Your objective — List every line below containing "listing".

[Dataset entries]

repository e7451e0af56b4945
//! CSS selectors for catalog listing pages.
//!
//! All markup assumptions live here. When the site layout changes, capture
//! an HTML sample, update the selectors, and add a fixture under
//! `tests/fixtures/`.

use scraper::Selector;
use std::sync::LazyLock;

/// Selectors for listing pages.
pub mod listing {
    use super::*;

    /// Repeated item container, one per catalog entry.
    pub static ITEM: LazyLock<Selector> =
        LazyLock::new(|| Selector::parse(".product_pod").unwrap());

    /// Cover image whose alt text carries the full title.
    pub static TITLE_IMAGE: LazyLock<Selector> =
        LazyLock::new(|| Selector::parse(".image_container img").unwrap());

    /// Attribute on the cover image holding the title.
    pub static TITLE_ATTR: &str = "alt";

    /// Displayed price.
    pub static PRICE: LazyLock<Selector> =
        LazyLock::new(|| Selector::parse(".price_color").unwrap());

    /// Pager label ("Page 1 of 50").
    pub static CURRENT_PAGE: LazyLock<Selector> =
        LazyLock::new(|| Selector::parse("li.current").unwrap());
}

/// Selectors for pagination.
pub mod pagination {
    use super::*;

    /// Next page link.
    pub static NEXT: LazyLock<Selector> = LazyLock::new(|| Selector::parse(".next > a").unwrap());

    /// Attribute holding the (usually relative) link target.
    pub static HREF_ATTR: &str = "href";
}
//! Crawl command implementation.

use crate::catalog::{CatalogClient, CrawlSummary, Crawler, PageFetcher};
use crate::config::Config;
use crate::export::Exporter;
use crate::format::Formatter;
use anyhow::{Context, Result};
use tracing::info;

/// Crawls the catalog and exports every record to CSV.
pub struct CrawlCommand {
    config: Config,
}

impl CrawlCommand {
    /// Creates a new crawl command.
    pub fn new(config: Config) -> Self {
        Self { config }
    }

    /// Executes the crawl and returns the formatted run report.
    pub async fn execute(&self) -> Result<String> {
        let summary = self.run().await?;
        Ok(self.report(&summary))
    }

    /// Runs the crawl over HTTP and returns the summary.
    pub async fn run(&self) -> Result<CrawlSummary> {
        let client =
            CatalogClient::new(&self.config).await.context("Failed to create HTTP client")?;

        self.crawl(&client).await
    }

    /// Executes the crawl with a provided fetcher (for testing).
    pub async fn execute_with_client(&self, client: &impl PageFetcher) -> Result<String> {
        let summary = self.crawl(client).await?;
        Ok(self.report(&summary))
    }

    /// Runs the crawl into the configured output file.
    ///
    /// The output file is created before the first fetch, so an unwritable
    /// destination fails the run without touching the network. The export is
    /// flushed whether or not the crawl itself succeeds.
    pub async fn crawl(&self, client: &impl PageFetcher) -> Result<CrawlSummary> {
        let crawler = Crawler::from_config(&self.config)?;
        let mut exporter = Exporter::create(&self.config.output)?;

        info!("Exporting to {}", self.config.output.display());

        let result = crawler.run(client, &mut exporter).await;
        let finished = exporter.finish();

        let summary = result?;
        finished?;
        Ok(summary)
    }

    fn report(&self, summary: &CrawlSummary) -> String {
        Formatter::new(self.config.format).format_summary(summary, &self.config.output)
    }
}
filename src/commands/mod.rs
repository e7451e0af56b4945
//! CLI command implementations.

pub mod crawl;

pub use crawl::CrawlCommand;
// Column positions of a state vector row in the `states/all` response.
pub const ICAO24: usize = 0;
pub const CALLSIGN: usize = 1;
pub const ORIGIN_COUNTRY: usize = 2;
pub const TIME_POSITION: usize = 3;
pub const LAST_CONTACT: usize = 4;
pub const LATITUDE: usize = 5;
pub const LONGITUDE: usize = 6;
pub const BARO_ALTITUDE: usize = 7;
pub const VELOCITY: usize = 9;
pub const TRUE_TRACK: usize = 10;
pub const VERTICAL_RATE: usize = 11;

/// Rows shorter than this cannot carry every column we read.
pub const MINIMUM_ROW_LENGTH: usize = VERTICAL_RATE + 1;
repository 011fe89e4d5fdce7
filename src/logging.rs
use std::io::Write;

pub fn setup_logging(level: log::LevelFilter) {
    env_logger::Builder::new()
        .filter_level(level)
        .format(|buf, record| {
            writeln!(
                buf,
                "[{0} {1} {2}] {3}",
                record.level(),
                chrono::Local::now().format("%Y-%m-%d %H:%M:%S"),
                record.module_path().unwrap_or(""),
                record.args()
            )
        })
        .target(env_logger::Target::Stdout)
        .init();
}
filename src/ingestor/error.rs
#[derive(Debug)]
pub enum FetchError {
    Transport { source: reqwest::Error, url: String },
    MalformedResponse { source: serde_json::Error, url: String },
}

impl std::fmt::Display for FetchError {
    fn fmt(&self, f: &mut std::fmt::Formatter<'_>) -> std::fmt::Result {
        match self {
            FetchError::Transport { source: error, url } => {
                write!(f, "Request to '{url}' failed: {error}")
            }
            FetchError::MalformedResponse { source: error, url } => {
                write!(f, "Unexpected response body from '{url}': {error}")
            }
        }
    }
}

impl std::error::Error for FetchError {
    fn source(&self) -> Option<&(dyn std::error::Error + 'static)> {
        match self {
            FetchError::Transport { source: error, .. } => Some(error),
            FetchError::MalformedResponse { source: error, .. } => Some(error),
        }
    }
}
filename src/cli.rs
use clap::Parser;

/// Monitors and displays ADS-B state vectors from the OpenSky Network.
#[derive(Parser, Debug)]
#[command(version, about, long_about = None)]
pub struct Cli {
    /// Look back N minutes (informational only)
    #[arg(long, value_name = "N", default_value_t = 15)]
    pub lookback: u32,

    /// Run continuous monitoring
    #[arg(long, default_value_t = false)]
    pub continuous: bool,

    /// Check interval in seconds for continuous monitoring
    #[arg(long, value_name = "N", default_value_t = 60)]
    pub interval: u64,

    /// Save data to a JSON file (single check only)
    #[arg(long, default_value_t = false)]
    pub save: bool,

    /// File to save to instead of a timestamped name
    #[arg(long, value_name = "FILE", requires = "save")]
    pub output: Option<std::path::PathBuf>,

    #[arg(short, long, default_value_t = log::LevelFilter::Info)]
    pub logging_level: log::LevelFilter,

    #[arg(long)]
    pub config_file: Option<std::path::PathBuf>,
}

impl Cli {
    #[must_use]
    pub fn interval(&self) -> std::time::Duration {
        std::time::Duration::from_secs(self.interval)
    }
}
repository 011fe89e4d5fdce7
use crate::types::StateVector;

pub const DEFAULT_FILE_PREFIX: &str = "adsb_data";
const FILE_TIMESTAMP_FORMAT: &str = "%Y%m%d_%H%M%S";

#[derive(serde::Deserialize, Debug, Clone, PartialEq)]
#[serde(default)]
pub struct PersistenceConfig {
    pub file_prefix: String,
}

impl Default for PersistenceConfig {
    fn default() -> Self {
        PersistenceConfig {
            file_prefix: String::from(DEFAULT_FILE_PREFIX),
        }
    }
}

#[derive(Debug)]
pub enum PersistError {
    Serialize(serde_json::Error),
    Io {
        source: std::io::Error,
        path: std::path::PathBuf,
    },
}
impl std::fmt::Display for PersistError {
    fn fmt(&self, f: &mut std::fmt::Formatter<'_>) -> std::fmt::Result {
        match self {
            PersistError::Serialize(error) => {
                write!(f, "Failed to serialize state vectors: {error}")
            }
            PersistError::Io {
                source: error,
                path,
            } => {
                write!(f, "Failed to write '{}': {}", path.display(), error)
            }
        }
    }
}
impl std::error::Error for PersistError {
    fn source(&self) -> Option<&(dyn std::error::Error + 'static)> {
        match self {
            PersistError::Serialize(error) => Some(error),
            PersistError::Io { source: error, .. } => Some(error),
        }
    }
}

/// Builds `<prefix>_YYYYmmdd_HHMMSS.json` from the given local time.
#[must_use]
pub fn timestamped_file_name(prefix: &str, now: chrono::DateTime<chrono::Local>) -> std::path::PathBuf {
    std::path::PathBuf::from(format!(
        "{prefix}_{0}.json",
        now.format(FILE_TIMESTAMP_FORMAT)
    ))
}

/// Writes the state vectors as a pretty printed JSON array, replacing any
/// existing file. Without an explicit path a timestamped name is derived.
pub fn save(
    state_vectors: &[StateVector],
    path: Option<&std::path::Path>,
    config: &PersistenceConfig,
) -> Result<std::path::PathBuf, PersistError> {
    let path = path.map_or_else(
        || timestamped_file_name(&config.file_prefix, chrono::Local::now()),
        std::path::Path::to_path_buf,
    );

    let json = serde_json::to_string_pretty(state_vectors).map_err(PersistError::Serialize)?;
    std::fs::write(&path, json).map_err(|error| PersistError::Io {
        source: error,
        path: path.clone(),
    })?;

    log::debug!("Wrote {0} state vectors to {1}", state_vectors.len(), path.display());
    Ok(path)
}
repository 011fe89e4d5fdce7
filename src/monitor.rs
use crate::ingestor::{Ingestor, LookbackWindow, StatesSource};
use crate::persistence::{self, PersistError, PersistenceConfig};
use crate::renderer::TerminalRenderer;
use crate::scheduler::{run_task_with_interval, SteppableTask, StopReason};
use crate::types::StateVector;
use std::io::Write;

const BANNER_WIDTH: usize = 70;
const HEADER_TIME_FORMAT: &str = "%Y-%m-%d %H:%M:%S";

#[derive(Debug, PartialEq, Eq, Clone, Copy)]
enum CycleOutcome {
    Completed,
    Interrupted,
}

/// Drives fetch and display cycles, either once or on a fixed interval.
pub struct Monitor<S: StatesSource, W: Write> {
    ingestor: Ingestor<S>,
    renderer: TerminalRenderer,
    out: W,
    lookback_minutes: u32,
    iteration: u64,
}

impl<S: StatesSource, W: Write> Monitor<S, W> {
    #[must_use]
    pub fn new(
        ingestor: Ingestor<S>,
        renderer: TerminalRenderer,
        out: W,
        lookback_minutes: u32,
    ) -> Self {
        Monitor {
            ingestor,
            renderer,
            out,
            lookback_minutes,
            iteration: 0,
        }
    }

    #[must_use]
    pub fn iteration(&self) -> u64 {
        self.iteration
    }

    /// Fetches and displays one snapshot, returning it for optional saving.
    pub fn check_once(&mut self) -> std::io::Result<Vec<StateVector>> {
        let state_vectors = self.fetch()?;
        self.display(&state_vectors)?;
        Ok(state_vectors)
    }

    /// Saves the snapshot and reports where it went.
    pub fn save(
        &mut self,
        state_vectors: &[StateVector],
        path: Option<&std::path::Path>,
        config: &PersistenceConfig,
    ) -> Result<std::path::PathBuf, PersistError> {
        let path = persistence::save(state_vectors, path, config)?;
        writeln!(self.out, "\nData saved to {}", path.display())
            .and_then(|()| self.out.flush())
            .map_err(|error| PersistError::Io {
                source: error,
                path: path.clone(),
            })?;
        Ok(path)
    }

    /// Repeats checks every `interval` until a stop signal arrives.
    ///
    /// A stop signal that arrives while a fetch is in flight suppresses that
    /// cycle's display. Output errors end the loop and are returned.
    pub fn run_continuous(
        &mut self,
        interval: std::time::Duration,
        stop_receiver: &crossbeam_channel::Receiver<()>,
    ) -> std::io::Result<StopReason> {
        let mut cycle = ContinuousCycle {
            monitor: &mut *self,
            interval,
            stop_receiver,
            interrupted: false,
            error: None,
        };
        let mut reason = run_task_with_interval(&mut cycle, interval, stop_receiver);
        if let Some(error) = cycle.error.take() {
            return Err(error);
        }
        if cycle.interrupted {
            reason = StopReason::Interrupted;
        }

        if reason == StopReason::Interrupted {
            writeln!(self.out, "\n\nMonitoring stopped.")?;
            self.out.flush()?;
        }
        log::info!("Continuous monitoring ended after {0} checks", self.iteration);
        Ok(reason)
    }

    fn fetch(&mut self) -> std::io::Result<Vec<StateVector>> {
        let window = LookbackWindow::ending_now(self.lookback_minutes);
        writeln!(self.out, "{window}")?;
        self.out.flush()?;
        Ok(self.ingestor.fetch_in_window(&window))
    }

    fn display(&mut self, state_vectors: &[StateVector]) -> std::io::Result<()> {
        self.renderer.render(state_vectors, &mut self.out)?;
        self.out.flush()
    }

    fn run_cycle(
        &mut self,
        interval: std::time::Duration,
        stop_receiver: &crossbeam_channel::Receiver<()>,
    ) -> std::io::Result<CycleOutcome> {
        self.iteration += 1;
        let banner = "=".repeat(BANNER_WIDTH);
        writeln!(self.out, "\n{banner}")?;
        writeln!(
            self.out,
            "Check #{0} - {1}",
            self.iteration,
            chrono::Local::now().format(HEADER_TIME_FORMAT)
        )?;
        writeln!(self.out, "{banner}")?;
        self.out.flush()?;

        let state_vectors = self.fetch()?;
        if stop_requested(stop_receiver) {
            log::debug!("Stop signal received during fetch, skipping display");
            return Ok(CycleOutcome::Interrupted);
        }
        self.display(&state_vectors)?;

        writeln!(
            self.out,
            "\nNext check in {0} seconds. Press Ctrl+C to stop.",
            interval.as_secs()
        )?;
        self.out.flush()?;
        Ok(CycleOutcome::Completed)
    }
}

fn stop_requested(stop_receiver: &crossbeam_channel::Receiver<()>) -> bool {
    matches!(
        stop_receiver.try_recv(),
        Ok(()) | Err(crossbeam_channel::TryRecvError::Disconnected)
    )
}

struct ContinuousCycle<'a, S: StatesSource, W: Write> {
    monitor: &'a mut Monitor<S, W>,
    interval: std::time::Duration,
    stop_receiver: &'a crossbeam_channel::Receiver<()>,
    interrupted: bool,
    error: Option<std::io::Error>,
}

impl<S: StatesSource, W: Write> SteppableTask for ContinuousCycle<'_, S, W> {
    fn step(&mut self) -> bool {
        match self.monitor.run_cycle(self.interval, self.stop_receiver) {
            Ok(CycleOutcome::Completed) => true,
            Ok(CycleOutcome::Interrupted) => {
                self.interrupted = true;
                false
            }
            Err(err) => {
                log::error!("Failed to write check output: {err}");
                self.error = Some(err);
                false
            }
        }
    }
}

Task answer —
//! CSS selectors for catalog listing pages.
/// Selectors for listing pages.
pub mod listing {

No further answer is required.